### Exercise aim:
Every line below that mentions the word "requests" should be copied out.

(Collected data entries)
********************

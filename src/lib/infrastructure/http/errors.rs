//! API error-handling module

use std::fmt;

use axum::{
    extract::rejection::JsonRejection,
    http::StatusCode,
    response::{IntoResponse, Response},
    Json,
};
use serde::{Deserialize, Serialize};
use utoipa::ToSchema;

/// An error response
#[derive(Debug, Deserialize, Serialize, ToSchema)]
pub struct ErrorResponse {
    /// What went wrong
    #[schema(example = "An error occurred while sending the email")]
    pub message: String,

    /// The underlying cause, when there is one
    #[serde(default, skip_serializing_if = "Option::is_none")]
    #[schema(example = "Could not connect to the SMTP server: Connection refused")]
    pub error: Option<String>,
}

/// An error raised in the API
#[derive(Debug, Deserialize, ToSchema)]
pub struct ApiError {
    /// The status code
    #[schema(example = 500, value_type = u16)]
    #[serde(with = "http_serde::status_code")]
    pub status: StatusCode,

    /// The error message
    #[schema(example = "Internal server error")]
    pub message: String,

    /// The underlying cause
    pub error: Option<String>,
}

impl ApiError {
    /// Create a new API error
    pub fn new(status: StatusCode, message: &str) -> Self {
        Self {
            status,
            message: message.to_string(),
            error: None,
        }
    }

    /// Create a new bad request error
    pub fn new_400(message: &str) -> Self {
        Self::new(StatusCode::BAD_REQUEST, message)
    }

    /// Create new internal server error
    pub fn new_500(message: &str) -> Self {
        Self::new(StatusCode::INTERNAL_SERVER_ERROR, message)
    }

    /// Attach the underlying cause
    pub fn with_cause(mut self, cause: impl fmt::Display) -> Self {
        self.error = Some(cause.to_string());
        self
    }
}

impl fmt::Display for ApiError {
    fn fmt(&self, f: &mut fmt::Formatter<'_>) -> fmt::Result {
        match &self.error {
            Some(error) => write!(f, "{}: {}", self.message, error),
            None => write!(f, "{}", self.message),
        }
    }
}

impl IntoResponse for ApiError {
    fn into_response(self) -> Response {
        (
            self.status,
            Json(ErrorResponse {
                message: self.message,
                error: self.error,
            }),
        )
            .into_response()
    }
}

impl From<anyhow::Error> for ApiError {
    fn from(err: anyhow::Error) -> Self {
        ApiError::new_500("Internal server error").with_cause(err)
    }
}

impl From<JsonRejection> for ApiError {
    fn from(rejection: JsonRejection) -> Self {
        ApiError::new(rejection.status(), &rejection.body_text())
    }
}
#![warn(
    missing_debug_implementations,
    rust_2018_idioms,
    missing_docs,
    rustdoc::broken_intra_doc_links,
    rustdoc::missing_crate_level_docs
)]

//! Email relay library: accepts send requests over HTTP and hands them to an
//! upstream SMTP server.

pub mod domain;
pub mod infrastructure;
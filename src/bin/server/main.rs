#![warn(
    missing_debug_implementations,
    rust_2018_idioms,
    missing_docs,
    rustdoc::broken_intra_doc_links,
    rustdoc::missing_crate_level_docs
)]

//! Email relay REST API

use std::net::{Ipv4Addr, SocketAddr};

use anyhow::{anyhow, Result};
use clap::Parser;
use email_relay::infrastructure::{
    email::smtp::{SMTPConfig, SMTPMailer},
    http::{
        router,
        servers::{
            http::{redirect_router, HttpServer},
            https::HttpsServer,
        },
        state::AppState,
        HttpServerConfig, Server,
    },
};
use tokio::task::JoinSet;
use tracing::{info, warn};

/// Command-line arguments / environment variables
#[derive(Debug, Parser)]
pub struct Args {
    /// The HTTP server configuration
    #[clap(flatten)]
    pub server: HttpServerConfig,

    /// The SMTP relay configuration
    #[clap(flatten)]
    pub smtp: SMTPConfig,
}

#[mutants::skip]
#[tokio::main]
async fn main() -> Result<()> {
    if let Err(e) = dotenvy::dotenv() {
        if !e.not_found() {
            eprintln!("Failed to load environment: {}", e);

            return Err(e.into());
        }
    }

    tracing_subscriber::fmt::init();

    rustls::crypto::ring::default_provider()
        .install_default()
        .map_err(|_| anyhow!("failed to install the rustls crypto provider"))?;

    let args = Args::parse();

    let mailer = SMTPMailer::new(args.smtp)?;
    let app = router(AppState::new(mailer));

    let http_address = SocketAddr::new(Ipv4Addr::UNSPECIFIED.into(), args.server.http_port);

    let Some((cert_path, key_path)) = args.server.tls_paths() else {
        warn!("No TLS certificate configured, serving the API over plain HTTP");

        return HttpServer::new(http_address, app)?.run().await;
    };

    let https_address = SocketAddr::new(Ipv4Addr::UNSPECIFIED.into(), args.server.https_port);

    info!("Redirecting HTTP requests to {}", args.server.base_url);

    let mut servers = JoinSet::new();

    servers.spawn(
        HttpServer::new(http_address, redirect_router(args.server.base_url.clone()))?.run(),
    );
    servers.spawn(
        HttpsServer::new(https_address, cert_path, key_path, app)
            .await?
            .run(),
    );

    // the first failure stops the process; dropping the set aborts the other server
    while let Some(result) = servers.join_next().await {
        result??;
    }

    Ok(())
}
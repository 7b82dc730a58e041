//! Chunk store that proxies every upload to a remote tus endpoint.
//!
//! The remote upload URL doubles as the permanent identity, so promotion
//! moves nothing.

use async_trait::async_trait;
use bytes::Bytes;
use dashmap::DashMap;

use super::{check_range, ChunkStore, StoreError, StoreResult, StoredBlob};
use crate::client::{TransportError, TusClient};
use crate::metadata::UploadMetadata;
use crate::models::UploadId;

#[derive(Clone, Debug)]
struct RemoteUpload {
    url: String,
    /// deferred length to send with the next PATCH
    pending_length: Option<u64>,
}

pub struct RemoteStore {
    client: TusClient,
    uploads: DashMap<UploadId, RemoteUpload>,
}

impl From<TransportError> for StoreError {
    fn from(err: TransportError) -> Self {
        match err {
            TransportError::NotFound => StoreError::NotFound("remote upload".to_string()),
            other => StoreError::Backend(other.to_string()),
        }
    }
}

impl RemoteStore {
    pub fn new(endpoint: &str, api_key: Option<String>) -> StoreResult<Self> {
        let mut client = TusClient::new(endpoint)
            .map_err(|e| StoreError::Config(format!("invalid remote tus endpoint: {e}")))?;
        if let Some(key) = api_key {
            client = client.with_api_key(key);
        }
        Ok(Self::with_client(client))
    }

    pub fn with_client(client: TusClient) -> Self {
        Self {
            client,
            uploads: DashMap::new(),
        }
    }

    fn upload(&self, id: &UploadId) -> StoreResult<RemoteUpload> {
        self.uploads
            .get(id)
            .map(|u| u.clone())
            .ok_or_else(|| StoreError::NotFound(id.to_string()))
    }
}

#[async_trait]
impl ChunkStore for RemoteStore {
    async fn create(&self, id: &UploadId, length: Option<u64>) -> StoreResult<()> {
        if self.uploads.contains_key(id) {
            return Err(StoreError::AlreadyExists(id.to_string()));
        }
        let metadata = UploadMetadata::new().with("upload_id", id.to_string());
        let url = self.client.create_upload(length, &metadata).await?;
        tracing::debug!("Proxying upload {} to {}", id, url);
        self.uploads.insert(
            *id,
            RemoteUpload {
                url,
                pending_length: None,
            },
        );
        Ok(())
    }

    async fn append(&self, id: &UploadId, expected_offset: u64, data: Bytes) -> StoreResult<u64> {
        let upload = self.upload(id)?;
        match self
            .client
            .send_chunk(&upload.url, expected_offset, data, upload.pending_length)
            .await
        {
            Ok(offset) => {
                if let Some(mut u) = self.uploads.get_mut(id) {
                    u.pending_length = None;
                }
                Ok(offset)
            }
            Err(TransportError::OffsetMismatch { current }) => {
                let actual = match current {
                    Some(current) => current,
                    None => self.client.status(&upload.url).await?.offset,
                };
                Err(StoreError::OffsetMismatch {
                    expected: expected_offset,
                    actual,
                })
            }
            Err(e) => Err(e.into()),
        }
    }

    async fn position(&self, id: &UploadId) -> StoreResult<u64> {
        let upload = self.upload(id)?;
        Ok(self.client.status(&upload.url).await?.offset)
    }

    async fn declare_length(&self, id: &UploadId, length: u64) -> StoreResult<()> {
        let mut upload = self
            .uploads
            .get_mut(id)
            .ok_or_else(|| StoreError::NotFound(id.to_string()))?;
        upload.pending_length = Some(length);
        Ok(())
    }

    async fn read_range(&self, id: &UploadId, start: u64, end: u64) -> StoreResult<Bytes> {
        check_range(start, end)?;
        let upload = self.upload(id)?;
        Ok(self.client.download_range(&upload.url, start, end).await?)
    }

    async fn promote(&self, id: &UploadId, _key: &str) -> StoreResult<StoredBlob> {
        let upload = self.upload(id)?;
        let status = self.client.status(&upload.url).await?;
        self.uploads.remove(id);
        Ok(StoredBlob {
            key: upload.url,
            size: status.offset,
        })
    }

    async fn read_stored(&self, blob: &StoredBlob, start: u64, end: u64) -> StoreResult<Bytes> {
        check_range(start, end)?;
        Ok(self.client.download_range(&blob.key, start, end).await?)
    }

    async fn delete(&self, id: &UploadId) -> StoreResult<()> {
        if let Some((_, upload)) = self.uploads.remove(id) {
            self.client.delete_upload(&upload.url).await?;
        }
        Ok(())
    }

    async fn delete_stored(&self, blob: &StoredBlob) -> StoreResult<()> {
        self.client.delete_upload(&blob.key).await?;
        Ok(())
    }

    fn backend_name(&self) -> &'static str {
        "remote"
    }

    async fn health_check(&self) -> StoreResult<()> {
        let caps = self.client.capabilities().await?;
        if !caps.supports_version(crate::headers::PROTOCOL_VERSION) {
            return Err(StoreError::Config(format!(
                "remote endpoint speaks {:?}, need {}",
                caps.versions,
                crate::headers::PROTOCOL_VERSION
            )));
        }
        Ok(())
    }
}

********************

### Output below:
//! Email relay library: accepts send requests over HTTP and hands them to an
    info!("Redirecting HTTP requests to {}", args.server.base_url);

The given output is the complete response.